* **What the task requires**
Each line below that includes the word "defaults" is to be reported.

*** Exercise inputs Section Begins ***

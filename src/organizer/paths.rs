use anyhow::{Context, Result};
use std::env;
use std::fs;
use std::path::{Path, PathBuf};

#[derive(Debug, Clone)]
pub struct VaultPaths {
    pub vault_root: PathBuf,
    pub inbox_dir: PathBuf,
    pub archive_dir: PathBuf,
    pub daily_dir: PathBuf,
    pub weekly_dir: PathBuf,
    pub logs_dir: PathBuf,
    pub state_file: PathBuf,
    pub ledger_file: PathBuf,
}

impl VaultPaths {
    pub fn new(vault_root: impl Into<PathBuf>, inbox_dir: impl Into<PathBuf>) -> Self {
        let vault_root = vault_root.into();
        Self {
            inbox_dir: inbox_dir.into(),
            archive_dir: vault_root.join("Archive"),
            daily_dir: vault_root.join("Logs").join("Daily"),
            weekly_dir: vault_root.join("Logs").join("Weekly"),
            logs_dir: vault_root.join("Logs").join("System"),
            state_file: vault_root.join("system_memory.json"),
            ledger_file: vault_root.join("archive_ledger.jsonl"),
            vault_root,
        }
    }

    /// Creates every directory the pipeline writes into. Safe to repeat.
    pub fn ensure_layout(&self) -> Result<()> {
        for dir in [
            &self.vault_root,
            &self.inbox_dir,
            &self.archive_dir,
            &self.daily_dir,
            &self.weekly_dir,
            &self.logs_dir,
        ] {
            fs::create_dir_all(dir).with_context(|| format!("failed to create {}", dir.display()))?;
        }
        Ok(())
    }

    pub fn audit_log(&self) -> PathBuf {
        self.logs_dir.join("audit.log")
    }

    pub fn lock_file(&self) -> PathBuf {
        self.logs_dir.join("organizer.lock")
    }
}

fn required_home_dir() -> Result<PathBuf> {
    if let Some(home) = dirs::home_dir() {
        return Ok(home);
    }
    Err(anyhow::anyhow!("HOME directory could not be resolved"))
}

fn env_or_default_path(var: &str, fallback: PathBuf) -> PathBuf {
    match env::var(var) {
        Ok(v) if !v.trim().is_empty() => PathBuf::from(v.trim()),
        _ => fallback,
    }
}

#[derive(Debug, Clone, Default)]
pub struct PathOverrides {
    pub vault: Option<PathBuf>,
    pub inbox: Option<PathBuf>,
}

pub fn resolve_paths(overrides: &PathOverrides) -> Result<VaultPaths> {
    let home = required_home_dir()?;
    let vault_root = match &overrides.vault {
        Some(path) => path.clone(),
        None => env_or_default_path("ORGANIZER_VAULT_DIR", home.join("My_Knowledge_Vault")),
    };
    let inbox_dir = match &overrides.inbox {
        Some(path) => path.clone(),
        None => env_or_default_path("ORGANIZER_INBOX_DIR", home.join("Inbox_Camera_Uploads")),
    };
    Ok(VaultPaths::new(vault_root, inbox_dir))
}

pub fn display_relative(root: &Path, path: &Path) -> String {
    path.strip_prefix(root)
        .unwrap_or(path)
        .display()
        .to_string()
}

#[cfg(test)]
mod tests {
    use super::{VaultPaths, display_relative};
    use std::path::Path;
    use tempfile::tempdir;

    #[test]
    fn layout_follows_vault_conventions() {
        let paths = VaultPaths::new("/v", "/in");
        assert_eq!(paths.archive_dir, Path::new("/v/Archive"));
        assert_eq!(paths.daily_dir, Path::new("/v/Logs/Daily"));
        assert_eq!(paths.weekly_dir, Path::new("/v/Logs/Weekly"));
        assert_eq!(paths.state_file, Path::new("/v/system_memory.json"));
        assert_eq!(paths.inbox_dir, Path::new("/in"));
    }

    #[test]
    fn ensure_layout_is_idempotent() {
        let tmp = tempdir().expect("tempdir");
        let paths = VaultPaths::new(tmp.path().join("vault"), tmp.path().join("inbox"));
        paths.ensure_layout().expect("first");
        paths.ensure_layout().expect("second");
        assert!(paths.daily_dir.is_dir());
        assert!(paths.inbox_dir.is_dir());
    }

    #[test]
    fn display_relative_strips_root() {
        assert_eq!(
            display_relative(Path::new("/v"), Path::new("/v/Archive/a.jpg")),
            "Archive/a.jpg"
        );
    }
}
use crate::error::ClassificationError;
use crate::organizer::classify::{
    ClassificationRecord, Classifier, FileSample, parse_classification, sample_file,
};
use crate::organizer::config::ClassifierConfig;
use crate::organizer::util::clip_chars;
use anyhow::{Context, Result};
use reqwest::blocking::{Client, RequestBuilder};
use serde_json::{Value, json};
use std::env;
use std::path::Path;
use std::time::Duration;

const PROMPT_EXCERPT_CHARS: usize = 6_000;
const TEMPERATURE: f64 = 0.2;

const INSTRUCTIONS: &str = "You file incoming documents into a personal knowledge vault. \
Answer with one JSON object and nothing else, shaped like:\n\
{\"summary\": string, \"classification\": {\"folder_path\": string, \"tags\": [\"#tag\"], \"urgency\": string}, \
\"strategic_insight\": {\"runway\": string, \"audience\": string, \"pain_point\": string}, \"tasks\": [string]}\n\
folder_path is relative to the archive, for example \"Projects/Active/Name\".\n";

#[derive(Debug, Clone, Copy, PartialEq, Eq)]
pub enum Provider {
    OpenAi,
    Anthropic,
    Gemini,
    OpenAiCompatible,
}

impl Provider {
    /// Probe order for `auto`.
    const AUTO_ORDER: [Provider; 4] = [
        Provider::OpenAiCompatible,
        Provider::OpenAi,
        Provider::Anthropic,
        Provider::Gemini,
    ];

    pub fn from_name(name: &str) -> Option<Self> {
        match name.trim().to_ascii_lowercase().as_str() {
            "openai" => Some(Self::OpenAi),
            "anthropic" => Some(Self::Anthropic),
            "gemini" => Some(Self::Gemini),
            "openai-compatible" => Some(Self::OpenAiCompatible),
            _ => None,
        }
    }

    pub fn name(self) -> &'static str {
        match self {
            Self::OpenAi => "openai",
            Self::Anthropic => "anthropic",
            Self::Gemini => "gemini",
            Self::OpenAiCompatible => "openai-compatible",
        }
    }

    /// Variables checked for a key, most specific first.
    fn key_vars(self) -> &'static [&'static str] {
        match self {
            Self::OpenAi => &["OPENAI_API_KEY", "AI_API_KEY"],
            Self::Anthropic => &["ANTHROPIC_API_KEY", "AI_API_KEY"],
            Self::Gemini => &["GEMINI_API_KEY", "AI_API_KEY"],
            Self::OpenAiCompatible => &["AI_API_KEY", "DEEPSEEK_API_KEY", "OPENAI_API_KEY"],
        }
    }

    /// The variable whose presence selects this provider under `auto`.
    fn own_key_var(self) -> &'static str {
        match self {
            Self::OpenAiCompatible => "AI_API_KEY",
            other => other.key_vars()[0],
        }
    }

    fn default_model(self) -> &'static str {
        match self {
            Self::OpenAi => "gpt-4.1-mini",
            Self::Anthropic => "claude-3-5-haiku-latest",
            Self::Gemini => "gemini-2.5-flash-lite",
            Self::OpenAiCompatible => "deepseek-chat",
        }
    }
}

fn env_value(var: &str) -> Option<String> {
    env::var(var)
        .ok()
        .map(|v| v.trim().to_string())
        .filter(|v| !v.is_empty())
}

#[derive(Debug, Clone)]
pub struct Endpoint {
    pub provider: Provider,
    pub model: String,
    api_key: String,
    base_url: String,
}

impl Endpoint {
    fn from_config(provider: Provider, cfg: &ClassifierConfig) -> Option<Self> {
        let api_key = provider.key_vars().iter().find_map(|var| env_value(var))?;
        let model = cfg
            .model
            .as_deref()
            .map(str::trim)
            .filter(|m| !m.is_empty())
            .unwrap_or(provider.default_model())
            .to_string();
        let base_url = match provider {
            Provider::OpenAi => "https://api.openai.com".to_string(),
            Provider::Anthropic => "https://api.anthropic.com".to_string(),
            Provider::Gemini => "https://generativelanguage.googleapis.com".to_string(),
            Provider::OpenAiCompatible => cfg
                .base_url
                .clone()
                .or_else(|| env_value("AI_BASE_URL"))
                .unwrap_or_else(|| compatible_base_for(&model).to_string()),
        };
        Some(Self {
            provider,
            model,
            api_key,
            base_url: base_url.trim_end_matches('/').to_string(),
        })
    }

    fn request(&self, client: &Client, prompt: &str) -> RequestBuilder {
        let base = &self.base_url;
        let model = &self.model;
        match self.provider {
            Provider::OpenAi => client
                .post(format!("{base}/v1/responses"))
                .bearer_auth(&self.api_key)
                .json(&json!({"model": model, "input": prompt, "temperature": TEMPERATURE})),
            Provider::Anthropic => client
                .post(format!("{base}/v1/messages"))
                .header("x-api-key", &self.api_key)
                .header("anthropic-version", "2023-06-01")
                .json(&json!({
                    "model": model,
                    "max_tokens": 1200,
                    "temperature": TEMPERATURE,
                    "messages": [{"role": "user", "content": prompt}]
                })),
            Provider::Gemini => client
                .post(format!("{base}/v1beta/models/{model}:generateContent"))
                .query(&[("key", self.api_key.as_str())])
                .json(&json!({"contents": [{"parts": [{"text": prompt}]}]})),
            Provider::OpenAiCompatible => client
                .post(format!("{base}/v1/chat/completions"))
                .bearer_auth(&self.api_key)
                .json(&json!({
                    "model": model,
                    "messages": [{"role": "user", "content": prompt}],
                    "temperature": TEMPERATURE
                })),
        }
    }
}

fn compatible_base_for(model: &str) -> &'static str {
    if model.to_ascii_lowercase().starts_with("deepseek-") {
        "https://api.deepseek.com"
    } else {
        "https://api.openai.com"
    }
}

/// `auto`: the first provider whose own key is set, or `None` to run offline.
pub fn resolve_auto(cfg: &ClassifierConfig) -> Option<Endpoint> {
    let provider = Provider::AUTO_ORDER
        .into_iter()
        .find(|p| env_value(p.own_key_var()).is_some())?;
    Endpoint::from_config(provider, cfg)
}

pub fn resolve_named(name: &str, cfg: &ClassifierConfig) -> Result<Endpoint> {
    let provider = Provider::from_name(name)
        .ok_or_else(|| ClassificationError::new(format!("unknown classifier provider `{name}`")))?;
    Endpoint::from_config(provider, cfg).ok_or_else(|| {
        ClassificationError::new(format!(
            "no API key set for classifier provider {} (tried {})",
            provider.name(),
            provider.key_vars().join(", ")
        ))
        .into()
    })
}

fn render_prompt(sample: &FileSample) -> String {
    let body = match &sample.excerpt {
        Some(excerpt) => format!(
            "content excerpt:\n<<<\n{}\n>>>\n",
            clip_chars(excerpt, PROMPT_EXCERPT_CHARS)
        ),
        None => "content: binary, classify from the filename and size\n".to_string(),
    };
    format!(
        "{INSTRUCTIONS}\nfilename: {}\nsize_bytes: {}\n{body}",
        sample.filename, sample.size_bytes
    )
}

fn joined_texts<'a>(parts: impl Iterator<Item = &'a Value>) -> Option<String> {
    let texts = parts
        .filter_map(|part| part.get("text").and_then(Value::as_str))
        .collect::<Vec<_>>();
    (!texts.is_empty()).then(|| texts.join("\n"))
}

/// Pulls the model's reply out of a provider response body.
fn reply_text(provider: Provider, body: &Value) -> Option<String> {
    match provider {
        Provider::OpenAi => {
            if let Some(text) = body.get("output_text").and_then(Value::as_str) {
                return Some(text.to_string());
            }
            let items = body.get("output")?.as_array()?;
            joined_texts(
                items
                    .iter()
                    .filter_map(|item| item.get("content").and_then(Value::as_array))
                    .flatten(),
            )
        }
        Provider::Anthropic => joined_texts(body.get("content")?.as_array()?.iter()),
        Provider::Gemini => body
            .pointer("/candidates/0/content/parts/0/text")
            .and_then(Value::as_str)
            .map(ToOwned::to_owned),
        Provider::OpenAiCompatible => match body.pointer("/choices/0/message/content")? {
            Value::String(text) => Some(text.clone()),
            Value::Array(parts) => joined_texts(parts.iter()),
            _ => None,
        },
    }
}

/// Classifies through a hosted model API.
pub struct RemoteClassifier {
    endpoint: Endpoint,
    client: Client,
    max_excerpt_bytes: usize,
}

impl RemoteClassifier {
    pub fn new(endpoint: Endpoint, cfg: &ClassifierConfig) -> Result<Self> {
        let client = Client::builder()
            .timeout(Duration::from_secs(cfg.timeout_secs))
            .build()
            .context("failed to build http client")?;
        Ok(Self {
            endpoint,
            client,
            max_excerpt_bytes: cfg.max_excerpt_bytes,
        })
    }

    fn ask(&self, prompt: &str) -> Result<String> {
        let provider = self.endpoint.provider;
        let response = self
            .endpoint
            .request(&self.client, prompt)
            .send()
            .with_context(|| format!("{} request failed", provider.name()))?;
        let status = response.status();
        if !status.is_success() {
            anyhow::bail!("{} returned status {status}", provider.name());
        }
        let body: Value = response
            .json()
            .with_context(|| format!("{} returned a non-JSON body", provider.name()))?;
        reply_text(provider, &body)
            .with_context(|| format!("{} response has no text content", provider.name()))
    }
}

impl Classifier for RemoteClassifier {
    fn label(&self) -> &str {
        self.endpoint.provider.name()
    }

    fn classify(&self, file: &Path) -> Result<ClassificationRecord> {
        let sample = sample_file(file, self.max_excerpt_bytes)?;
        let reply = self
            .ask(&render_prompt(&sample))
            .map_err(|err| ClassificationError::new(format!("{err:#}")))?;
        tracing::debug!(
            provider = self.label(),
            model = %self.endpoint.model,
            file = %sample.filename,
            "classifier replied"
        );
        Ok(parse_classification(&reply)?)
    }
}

*** Exercise inputs Section Ends ***
*** Exercise inputs Section Begins ***

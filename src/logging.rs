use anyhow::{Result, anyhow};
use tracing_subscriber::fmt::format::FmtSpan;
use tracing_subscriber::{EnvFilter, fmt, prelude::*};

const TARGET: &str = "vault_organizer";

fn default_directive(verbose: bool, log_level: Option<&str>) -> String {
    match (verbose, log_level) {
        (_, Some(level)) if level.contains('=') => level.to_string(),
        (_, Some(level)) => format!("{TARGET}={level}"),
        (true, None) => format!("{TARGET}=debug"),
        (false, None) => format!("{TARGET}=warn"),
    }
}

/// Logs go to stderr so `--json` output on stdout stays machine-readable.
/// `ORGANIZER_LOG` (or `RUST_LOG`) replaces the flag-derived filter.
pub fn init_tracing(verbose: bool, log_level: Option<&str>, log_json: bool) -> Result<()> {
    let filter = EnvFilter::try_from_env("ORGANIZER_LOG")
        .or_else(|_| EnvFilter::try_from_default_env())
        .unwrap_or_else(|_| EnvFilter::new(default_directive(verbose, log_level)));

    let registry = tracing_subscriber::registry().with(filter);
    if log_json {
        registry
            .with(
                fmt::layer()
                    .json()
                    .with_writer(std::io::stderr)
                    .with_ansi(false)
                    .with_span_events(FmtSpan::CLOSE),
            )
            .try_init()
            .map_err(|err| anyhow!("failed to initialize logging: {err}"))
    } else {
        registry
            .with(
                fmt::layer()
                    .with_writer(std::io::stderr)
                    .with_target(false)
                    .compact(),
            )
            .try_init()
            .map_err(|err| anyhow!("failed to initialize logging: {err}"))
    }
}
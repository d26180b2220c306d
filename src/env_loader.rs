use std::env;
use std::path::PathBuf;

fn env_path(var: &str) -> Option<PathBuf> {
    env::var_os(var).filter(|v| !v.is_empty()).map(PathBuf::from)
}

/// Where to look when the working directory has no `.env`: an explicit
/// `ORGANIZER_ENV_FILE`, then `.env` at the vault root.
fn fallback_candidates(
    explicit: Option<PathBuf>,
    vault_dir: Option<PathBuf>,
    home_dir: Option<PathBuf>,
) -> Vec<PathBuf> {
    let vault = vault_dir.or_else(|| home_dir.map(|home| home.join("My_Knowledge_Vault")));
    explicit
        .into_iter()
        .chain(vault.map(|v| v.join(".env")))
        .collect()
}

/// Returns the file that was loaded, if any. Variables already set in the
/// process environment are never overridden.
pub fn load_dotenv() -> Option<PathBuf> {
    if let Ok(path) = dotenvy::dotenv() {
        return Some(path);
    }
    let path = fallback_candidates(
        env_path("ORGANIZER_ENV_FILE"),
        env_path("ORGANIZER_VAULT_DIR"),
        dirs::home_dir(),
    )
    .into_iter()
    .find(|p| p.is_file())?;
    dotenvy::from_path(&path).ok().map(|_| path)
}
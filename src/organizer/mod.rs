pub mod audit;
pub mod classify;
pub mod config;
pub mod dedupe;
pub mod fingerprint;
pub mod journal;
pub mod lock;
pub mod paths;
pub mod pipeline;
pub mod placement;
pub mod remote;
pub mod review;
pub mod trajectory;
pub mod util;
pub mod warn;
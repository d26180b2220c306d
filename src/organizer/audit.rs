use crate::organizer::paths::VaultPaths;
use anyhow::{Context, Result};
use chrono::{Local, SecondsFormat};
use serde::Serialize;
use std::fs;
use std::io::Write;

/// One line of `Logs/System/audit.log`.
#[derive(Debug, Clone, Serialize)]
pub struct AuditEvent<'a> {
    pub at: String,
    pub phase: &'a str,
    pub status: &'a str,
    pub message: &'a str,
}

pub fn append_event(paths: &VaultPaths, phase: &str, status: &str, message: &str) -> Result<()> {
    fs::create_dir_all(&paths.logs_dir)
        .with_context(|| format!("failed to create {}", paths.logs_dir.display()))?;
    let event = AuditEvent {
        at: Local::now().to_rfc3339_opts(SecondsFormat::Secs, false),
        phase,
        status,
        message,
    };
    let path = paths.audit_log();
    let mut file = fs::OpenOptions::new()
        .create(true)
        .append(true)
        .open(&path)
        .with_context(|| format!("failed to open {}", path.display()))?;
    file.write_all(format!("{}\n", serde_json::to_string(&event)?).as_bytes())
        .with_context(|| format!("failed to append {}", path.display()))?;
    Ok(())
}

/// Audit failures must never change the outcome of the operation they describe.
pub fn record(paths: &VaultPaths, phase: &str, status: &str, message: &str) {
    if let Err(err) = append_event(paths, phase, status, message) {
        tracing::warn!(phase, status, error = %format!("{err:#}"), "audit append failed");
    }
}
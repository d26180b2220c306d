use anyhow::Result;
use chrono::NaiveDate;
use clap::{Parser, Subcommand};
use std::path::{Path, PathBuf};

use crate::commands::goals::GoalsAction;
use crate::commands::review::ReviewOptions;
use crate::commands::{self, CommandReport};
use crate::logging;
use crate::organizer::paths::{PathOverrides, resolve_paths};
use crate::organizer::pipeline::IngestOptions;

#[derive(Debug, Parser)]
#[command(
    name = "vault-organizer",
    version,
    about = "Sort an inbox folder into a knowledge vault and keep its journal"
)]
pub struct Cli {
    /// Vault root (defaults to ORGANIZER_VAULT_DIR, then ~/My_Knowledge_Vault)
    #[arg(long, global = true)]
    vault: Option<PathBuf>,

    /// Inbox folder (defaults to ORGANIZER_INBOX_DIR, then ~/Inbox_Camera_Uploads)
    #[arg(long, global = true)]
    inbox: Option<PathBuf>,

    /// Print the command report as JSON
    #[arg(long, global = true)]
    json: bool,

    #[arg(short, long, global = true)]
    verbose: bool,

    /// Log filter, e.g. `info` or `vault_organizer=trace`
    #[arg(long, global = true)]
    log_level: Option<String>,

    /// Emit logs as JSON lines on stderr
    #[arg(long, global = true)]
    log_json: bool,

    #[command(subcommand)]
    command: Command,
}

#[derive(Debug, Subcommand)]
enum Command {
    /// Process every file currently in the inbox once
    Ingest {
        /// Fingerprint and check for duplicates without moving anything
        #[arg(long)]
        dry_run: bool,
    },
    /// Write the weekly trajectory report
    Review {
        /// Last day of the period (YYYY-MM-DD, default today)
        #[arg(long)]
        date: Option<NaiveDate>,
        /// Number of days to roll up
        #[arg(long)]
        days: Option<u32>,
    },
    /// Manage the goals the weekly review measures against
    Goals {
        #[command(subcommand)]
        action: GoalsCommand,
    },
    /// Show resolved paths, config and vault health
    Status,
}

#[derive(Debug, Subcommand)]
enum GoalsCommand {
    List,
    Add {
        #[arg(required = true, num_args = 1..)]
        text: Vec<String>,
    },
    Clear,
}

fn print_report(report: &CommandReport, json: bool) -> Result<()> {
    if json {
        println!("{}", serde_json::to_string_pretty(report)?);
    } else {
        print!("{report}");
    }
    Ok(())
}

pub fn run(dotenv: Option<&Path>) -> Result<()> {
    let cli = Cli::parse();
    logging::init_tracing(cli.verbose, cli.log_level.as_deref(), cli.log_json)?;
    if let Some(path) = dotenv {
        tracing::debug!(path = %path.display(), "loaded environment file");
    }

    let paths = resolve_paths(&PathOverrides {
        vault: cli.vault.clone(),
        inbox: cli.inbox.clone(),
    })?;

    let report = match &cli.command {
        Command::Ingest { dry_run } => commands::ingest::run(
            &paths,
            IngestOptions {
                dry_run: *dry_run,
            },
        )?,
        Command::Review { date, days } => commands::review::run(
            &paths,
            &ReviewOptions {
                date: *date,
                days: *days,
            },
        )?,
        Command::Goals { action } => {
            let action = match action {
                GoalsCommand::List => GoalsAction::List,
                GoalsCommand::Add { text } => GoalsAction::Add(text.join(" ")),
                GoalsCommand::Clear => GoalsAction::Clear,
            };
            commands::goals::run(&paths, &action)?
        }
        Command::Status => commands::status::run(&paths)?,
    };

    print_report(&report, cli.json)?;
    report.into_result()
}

*** Exercise inputs Section Ends ***

* **Task result**
    /// Vault root (defaults to ORGANIZER_VAULT_DIR, then ~/My_Knowledge_Vault)
    /// Inbox folder (defaults to ORGANIZER_INBOX_DIR, then ~/Inbox_Camera_Uploads)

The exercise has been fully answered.